*ACTION ITEM:* Only certain lines below are wanted: those starting at the line containing "within a generation." and ending at the line containing "an index twice.", both included, each retyped exactly.

*DATASET RECORDS:*
==================================================

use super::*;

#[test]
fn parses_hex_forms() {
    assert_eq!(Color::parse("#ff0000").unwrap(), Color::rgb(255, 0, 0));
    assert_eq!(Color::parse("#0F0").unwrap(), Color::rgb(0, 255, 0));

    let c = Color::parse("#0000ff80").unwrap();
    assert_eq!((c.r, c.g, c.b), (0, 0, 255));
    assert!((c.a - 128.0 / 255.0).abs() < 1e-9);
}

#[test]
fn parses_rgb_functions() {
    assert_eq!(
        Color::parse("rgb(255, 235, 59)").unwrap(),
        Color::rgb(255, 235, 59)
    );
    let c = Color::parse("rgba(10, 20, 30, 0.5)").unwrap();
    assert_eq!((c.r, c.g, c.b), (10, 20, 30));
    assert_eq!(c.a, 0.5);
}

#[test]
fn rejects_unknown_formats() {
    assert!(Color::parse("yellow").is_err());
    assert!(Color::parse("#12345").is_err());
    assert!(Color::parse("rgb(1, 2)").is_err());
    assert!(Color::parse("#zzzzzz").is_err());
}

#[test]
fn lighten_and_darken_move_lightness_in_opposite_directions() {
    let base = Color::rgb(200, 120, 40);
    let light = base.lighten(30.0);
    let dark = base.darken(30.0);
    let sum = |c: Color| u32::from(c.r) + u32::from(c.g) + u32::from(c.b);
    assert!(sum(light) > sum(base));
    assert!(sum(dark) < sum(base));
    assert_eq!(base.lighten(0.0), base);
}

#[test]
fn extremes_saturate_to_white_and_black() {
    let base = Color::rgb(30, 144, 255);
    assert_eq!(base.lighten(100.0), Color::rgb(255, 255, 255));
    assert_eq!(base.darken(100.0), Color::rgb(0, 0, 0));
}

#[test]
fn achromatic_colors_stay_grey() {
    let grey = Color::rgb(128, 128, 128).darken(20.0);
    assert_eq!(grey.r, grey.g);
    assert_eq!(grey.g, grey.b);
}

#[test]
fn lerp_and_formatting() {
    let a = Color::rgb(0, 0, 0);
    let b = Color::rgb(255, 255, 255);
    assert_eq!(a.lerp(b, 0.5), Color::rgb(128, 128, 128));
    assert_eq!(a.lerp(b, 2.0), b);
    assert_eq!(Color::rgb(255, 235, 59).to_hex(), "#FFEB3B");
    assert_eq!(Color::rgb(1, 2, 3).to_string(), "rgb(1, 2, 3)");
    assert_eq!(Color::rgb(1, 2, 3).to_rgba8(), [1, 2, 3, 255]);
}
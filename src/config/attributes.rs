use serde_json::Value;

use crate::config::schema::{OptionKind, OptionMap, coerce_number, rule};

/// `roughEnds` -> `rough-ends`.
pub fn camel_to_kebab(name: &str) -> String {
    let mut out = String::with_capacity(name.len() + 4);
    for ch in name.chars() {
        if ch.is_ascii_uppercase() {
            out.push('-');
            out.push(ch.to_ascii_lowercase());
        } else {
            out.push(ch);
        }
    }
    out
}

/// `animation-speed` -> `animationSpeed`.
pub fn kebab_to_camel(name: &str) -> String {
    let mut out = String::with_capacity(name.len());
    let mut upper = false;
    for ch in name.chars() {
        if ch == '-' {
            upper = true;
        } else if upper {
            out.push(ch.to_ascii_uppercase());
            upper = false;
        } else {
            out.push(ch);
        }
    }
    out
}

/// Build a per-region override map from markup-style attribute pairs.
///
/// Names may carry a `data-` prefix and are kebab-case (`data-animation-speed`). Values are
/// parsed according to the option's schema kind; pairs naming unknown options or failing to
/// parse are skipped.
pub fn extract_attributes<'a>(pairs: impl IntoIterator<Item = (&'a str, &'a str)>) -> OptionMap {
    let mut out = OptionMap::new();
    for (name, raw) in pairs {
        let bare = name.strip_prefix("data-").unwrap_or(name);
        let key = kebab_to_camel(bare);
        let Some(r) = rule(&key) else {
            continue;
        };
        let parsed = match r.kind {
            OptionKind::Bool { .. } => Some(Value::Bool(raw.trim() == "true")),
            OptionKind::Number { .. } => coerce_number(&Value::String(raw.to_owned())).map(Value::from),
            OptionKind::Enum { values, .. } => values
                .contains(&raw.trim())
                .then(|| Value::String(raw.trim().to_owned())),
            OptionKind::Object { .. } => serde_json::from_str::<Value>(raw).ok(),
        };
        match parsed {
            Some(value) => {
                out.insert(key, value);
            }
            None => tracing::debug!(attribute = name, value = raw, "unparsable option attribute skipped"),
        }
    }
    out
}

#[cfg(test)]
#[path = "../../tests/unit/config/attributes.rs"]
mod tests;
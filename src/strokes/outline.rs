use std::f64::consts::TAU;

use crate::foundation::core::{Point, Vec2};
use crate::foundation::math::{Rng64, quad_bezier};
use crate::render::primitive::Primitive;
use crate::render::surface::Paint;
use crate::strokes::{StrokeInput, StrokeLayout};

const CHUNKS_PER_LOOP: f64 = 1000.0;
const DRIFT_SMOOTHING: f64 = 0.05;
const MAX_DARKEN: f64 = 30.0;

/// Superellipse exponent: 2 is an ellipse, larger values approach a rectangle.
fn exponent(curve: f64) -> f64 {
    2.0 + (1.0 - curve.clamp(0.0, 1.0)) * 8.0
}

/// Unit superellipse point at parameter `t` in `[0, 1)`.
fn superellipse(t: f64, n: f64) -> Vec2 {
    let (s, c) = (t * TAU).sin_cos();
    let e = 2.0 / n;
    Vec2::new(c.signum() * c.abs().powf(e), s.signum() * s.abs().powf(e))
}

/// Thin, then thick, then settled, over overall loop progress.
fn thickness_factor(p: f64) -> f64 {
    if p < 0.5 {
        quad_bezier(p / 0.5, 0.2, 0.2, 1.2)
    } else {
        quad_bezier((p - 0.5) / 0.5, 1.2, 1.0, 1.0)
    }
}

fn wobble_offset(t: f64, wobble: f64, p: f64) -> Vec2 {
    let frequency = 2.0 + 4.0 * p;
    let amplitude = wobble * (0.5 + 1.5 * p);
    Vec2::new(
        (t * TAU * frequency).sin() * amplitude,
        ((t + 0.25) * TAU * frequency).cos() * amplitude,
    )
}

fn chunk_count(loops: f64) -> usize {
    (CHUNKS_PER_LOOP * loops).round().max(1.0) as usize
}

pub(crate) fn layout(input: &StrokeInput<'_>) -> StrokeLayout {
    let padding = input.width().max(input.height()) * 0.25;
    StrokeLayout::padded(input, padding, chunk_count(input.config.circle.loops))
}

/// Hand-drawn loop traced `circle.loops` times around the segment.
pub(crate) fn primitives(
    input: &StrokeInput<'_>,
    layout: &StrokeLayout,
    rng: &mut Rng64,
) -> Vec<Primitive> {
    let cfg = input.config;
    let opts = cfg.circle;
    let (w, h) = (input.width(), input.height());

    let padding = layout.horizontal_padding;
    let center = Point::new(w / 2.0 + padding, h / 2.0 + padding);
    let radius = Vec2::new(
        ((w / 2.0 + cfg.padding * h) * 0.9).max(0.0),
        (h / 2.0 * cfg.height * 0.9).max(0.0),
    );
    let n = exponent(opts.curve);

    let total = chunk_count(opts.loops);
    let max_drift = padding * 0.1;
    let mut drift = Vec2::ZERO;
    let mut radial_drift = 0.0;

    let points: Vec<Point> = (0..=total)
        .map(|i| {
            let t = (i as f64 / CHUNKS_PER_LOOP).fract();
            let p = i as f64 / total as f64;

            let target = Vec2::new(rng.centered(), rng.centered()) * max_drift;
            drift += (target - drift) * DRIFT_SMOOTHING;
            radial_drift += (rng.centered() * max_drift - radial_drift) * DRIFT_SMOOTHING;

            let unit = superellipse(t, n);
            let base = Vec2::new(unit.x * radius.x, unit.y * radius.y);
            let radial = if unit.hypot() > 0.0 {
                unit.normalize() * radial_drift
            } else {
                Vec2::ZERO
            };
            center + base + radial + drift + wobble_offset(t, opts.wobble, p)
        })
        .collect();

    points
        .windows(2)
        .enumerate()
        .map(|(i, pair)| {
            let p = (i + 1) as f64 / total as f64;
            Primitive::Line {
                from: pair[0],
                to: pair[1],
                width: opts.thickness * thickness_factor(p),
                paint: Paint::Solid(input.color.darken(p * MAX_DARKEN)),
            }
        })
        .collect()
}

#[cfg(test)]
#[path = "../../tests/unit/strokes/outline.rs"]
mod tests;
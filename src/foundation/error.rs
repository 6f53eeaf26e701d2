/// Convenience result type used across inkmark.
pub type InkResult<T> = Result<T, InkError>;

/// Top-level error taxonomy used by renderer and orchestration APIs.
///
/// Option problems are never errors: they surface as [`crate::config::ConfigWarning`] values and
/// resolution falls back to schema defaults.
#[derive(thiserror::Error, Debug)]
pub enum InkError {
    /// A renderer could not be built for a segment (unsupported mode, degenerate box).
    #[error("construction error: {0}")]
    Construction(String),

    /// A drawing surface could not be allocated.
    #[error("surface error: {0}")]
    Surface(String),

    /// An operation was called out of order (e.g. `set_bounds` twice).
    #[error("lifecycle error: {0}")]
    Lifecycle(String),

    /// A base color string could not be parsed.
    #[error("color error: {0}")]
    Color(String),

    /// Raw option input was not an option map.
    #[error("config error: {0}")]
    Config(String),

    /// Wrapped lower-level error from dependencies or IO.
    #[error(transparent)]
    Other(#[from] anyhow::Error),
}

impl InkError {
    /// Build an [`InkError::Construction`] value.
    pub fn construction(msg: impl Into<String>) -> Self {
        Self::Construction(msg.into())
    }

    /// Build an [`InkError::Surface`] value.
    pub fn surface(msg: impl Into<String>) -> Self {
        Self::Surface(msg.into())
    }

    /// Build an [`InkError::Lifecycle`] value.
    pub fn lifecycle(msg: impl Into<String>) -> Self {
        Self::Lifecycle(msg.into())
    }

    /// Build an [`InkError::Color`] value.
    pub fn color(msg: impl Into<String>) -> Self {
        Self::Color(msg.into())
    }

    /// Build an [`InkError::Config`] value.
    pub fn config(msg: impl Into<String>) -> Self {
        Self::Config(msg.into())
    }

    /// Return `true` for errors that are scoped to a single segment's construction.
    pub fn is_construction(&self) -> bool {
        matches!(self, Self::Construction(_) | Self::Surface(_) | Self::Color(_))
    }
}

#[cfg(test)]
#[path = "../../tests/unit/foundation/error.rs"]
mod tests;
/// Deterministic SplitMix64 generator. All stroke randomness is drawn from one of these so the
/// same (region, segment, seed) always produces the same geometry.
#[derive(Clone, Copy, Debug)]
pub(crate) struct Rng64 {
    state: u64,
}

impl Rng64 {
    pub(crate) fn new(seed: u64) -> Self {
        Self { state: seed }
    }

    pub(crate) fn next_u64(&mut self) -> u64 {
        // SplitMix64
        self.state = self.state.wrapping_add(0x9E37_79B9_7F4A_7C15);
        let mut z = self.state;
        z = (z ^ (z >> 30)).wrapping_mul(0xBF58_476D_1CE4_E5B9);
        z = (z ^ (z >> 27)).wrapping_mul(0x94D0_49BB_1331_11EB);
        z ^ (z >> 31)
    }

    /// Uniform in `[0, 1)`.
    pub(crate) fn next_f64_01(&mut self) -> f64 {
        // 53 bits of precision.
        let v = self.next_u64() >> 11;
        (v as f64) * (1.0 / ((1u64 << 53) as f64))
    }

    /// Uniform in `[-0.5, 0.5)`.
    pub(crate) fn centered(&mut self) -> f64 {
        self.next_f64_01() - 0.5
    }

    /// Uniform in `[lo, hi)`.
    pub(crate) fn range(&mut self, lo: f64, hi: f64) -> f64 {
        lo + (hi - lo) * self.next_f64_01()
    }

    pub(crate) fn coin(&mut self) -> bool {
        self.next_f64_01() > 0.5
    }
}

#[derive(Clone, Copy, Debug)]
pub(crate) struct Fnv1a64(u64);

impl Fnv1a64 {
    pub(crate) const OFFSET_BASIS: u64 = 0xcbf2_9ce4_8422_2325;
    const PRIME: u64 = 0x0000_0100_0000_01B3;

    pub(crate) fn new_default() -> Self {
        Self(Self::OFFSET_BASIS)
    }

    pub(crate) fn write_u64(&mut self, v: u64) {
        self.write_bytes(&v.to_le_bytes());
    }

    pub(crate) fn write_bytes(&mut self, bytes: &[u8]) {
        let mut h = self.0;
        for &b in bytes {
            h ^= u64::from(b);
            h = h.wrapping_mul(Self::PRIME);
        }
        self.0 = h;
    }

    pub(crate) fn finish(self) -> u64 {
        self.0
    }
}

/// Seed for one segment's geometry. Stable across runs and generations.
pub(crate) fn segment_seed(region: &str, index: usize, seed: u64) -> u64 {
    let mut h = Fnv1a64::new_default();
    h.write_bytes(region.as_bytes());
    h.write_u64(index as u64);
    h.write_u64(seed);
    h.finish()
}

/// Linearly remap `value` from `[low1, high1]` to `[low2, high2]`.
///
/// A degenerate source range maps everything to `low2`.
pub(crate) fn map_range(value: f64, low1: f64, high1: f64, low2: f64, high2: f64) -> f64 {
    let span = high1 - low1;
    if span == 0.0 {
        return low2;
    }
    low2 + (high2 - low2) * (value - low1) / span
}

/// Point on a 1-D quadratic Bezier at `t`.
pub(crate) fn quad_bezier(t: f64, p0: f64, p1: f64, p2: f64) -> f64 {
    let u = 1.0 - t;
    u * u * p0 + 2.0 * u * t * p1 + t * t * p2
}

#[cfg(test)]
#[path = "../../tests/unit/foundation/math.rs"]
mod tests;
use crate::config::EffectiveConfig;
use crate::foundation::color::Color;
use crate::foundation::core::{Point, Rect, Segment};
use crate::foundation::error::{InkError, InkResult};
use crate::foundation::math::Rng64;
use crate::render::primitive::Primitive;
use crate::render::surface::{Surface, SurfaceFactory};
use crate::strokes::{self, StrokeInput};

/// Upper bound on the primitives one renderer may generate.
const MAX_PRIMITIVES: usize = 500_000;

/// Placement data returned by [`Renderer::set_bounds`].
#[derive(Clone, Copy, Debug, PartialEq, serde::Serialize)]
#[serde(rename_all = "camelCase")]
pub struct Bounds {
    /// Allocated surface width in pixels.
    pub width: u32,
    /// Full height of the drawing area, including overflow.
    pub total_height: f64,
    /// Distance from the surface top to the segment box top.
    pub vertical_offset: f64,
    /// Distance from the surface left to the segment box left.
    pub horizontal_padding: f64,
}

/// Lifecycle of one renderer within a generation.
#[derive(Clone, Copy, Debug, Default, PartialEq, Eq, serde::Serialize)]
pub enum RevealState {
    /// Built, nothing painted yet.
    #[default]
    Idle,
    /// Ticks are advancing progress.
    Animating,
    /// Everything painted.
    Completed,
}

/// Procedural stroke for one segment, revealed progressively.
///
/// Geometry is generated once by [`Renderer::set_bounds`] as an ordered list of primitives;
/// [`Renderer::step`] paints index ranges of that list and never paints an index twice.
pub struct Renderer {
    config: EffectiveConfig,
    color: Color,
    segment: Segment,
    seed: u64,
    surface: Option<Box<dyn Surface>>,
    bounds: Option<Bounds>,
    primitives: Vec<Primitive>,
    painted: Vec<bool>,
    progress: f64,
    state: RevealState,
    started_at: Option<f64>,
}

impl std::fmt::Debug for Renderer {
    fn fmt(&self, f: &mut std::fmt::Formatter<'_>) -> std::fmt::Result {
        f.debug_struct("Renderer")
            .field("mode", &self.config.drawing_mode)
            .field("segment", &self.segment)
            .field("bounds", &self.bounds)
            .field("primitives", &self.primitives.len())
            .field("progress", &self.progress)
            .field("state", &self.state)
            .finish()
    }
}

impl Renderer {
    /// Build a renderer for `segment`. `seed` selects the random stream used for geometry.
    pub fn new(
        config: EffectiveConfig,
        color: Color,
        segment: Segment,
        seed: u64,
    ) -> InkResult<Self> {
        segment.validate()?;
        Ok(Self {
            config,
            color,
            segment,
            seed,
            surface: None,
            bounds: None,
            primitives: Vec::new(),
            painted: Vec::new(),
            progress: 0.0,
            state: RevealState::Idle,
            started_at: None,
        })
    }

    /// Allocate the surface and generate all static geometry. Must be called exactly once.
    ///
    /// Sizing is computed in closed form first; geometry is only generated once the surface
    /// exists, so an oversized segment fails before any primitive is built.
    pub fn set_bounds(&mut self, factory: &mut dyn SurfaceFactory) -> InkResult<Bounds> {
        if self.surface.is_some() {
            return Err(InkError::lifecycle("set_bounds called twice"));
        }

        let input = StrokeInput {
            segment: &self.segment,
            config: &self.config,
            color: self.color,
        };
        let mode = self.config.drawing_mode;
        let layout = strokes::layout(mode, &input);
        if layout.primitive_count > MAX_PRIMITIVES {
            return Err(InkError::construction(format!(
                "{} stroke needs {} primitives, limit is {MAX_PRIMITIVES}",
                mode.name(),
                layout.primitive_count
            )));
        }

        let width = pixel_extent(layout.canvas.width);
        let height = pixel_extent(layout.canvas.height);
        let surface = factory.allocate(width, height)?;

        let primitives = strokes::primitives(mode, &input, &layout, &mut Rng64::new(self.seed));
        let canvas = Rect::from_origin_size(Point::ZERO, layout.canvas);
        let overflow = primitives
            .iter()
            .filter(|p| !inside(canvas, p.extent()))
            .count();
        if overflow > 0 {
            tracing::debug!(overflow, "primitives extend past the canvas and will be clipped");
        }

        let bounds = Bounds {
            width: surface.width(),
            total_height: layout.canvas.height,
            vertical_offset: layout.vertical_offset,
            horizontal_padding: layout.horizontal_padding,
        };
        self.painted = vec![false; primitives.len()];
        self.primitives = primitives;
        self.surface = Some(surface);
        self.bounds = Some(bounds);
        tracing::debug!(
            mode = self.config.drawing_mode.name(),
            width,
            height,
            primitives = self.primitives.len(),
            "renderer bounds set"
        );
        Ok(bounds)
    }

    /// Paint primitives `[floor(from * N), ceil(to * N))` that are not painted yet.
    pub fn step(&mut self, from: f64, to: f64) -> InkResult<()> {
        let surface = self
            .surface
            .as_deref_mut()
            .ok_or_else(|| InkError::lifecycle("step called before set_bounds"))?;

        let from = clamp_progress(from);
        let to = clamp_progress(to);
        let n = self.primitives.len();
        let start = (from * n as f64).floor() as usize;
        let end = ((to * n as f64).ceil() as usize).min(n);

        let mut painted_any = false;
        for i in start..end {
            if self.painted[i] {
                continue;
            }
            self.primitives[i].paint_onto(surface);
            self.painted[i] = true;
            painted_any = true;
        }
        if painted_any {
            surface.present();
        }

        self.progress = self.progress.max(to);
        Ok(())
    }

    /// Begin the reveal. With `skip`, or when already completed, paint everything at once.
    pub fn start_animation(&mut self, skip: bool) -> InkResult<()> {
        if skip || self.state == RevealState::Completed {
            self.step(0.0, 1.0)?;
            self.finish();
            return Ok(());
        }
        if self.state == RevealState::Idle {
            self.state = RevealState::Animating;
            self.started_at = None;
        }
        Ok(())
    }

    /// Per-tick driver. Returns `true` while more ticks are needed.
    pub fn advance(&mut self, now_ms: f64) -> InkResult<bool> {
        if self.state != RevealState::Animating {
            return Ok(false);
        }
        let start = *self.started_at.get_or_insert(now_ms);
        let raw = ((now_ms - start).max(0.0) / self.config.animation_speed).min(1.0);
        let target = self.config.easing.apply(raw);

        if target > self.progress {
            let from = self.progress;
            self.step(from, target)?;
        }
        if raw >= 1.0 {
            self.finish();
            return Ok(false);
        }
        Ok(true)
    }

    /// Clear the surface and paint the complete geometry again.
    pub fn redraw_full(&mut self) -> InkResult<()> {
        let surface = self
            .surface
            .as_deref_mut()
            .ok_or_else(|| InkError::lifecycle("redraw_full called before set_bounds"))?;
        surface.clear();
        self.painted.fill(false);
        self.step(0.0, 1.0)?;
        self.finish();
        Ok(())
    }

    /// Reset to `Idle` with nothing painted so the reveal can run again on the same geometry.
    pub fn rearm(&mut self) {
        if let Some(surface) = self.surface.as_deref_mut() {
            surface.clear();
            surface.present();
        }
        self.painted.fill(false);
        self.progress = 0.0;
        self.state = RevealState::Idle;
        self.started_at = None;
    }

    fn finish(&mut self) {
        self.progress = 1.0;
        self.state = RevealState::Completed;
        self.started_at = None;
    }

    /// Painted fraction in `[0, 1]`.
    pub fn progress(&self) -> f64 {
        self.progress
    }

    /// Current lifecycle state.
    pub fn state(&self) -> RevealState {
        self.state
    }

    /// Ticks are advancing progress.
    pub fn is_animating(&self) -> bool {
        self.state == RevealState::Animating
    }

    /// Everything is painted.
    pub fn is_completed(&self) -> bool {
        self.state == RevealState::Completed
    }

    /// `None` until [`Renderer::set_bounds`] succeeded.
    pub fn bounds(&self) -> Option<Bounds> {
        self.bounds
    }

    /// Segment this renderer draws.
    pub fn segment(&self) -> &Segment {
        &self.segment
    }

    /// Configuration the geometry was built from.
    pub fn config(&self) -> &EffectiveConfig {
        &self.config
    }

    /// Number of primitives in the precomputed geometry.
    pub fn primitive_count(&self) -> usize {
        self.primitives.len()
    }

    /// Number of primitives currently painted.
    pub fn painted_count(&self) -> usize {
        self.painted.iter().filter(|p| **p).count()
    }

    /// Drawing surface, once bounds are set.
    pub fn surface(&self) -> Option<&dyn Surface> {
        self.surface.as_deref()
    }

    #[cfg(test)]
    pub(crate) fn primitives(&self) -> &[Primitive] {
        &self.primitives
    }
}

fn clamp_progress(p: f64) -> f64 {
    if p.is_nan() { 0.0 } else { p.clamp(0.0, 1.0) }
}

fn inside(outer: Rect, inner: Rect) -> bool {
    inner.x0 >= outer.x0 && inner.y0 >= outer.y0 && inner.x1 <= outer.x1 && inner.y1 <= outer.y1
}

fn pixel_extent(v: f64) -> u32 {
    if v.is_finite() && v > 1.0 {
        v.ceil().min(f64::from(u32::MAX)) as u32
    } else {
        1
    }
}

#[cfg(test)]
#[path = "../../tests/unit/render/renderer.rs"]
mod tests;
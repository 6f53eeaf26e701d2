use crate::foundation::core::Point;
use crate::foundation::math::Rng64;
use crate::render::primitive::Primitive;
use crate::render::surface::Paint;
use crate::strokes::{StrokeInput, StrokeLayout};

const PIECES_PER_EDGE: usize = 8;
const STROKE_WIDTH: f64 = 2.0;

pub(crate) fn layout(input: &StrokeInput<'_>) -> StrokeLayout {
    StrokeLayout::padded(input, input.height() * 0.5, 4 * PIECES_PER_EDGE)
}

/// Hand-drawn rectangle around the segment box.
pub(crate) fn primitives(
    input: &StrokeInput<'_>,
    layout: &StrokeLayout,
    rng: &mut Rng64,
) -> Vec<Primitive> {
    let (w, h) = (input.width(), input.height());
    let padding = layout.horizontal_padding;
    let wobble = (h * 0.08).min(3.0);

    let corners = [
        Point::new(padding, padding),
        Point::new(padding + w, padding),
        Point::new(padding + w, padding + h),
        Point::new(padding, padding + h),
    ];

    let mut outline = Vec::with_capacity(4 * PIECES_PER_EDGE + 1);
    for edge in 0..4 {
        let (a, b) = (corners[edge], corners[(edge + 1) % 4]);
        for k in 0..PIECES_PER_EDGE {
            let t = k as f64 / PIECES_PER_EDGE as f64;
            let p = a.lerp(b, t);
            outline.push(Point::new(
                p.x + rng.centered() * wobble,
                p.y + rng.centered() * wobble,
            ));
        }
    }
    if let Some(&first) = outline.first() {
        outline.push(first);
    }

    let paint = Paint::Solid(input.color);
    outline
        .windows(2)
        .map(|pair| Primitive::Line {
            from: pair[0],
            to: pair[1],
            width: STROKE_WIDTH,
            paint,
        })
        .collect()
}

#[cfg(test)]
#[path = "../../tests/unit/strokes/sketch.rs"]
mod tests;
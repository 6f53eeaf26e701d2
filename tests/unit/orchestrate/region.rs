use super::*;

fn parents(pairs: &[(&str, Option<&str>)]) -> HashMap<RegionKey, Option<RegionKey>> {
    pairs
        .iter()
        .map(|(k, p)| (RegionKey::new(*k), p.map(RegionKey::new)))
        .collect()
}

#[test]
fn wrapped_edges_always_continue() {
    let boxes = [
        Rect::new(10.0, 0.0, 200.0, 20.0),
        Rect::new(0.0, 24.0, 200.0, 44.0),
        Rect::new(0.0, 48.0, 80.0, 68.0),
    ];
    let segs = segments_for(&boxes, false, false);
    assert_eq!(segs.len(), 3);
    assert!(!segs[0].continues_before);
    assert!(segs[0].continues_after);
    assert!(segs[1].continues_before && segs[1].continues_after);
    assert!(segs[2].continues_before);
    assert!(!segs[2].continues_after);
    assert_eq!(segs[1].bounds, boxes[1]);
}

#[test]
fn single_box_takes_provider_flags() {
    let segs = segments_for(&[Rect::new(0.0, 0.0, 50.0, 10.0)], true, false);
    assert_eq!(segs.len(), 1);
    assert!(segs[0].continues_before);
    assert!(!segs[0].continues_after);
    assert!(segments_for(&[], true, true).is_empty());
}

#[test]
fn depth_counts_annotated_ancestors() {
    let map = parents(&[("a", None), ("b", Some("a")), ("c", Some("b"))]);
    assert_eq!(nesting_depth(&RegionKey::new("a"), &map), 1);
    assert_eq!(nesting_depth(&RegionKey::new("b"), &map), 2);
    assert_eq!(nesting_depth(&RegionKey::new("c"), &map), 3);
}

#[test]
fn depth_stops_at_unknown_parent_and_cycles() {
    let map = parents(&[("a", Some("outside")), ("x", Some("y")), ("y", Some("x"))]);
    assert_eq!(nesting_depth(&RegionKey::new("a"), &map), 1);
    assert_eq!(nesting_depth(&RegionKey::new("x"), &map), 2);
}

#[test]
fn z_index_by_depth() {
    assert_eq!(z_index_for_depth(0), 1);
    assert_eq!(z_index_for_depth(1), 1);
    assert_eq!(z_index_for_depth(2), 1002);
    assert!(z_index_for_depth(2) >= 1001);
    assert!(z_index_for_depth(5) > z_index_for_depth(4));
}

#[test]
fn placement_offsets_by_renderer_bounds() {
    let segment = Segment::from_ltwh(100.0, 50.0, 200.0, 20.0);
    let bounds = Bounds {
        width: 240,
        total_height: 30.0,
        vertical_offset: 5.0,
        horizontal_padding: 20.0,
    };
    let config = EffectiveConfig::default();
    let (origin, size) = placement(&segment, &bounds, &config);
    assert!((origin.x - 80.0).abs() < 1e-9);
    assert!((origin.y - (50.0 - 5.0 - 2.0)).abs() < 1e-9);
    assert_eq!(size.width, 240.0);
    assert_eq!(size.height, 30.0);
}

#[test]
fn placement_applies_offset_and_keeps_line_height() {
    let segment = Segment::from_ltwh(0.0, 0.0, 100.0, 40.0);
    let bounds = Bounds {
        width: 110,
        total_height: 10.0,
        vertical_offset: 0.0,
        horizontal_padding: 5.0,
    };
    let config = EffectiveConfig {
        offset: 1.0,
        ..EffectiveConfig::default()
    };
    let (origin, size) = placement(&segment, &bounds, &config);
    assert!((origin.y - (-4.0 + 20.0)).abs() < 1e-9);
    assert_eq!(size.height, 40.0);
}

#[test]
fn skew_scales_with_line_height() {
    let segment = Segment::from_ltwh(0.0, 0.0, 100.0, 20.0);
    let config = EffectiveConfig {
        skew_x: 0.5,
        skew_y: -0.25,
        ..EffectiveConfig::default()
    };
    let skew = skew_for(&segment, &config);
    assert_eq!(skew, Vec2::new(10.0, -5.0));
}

==================================================

*TASK OUTPUT:*
/// Lifecycle of one renderer within a generation.
#[derive(Clone, Copy, Debug, Default, PartialEq, Eq, serde::Serialize)]
pub enum RevealState {
    /// Built, nothing painted yet.
    #[default]
    Idle,
    /// Ticks are advancing progress.
    Animating,
    /// Everything painted.
    Completed,
}

/// Procedural stroke for one segment, revealed progressively.
///
/// Geometry is generated once by [`Renderer::set_bounds`] as an ordered list of primitives;
/// [`Renderer::step`] paints index ranges of that list and never paints an index twice.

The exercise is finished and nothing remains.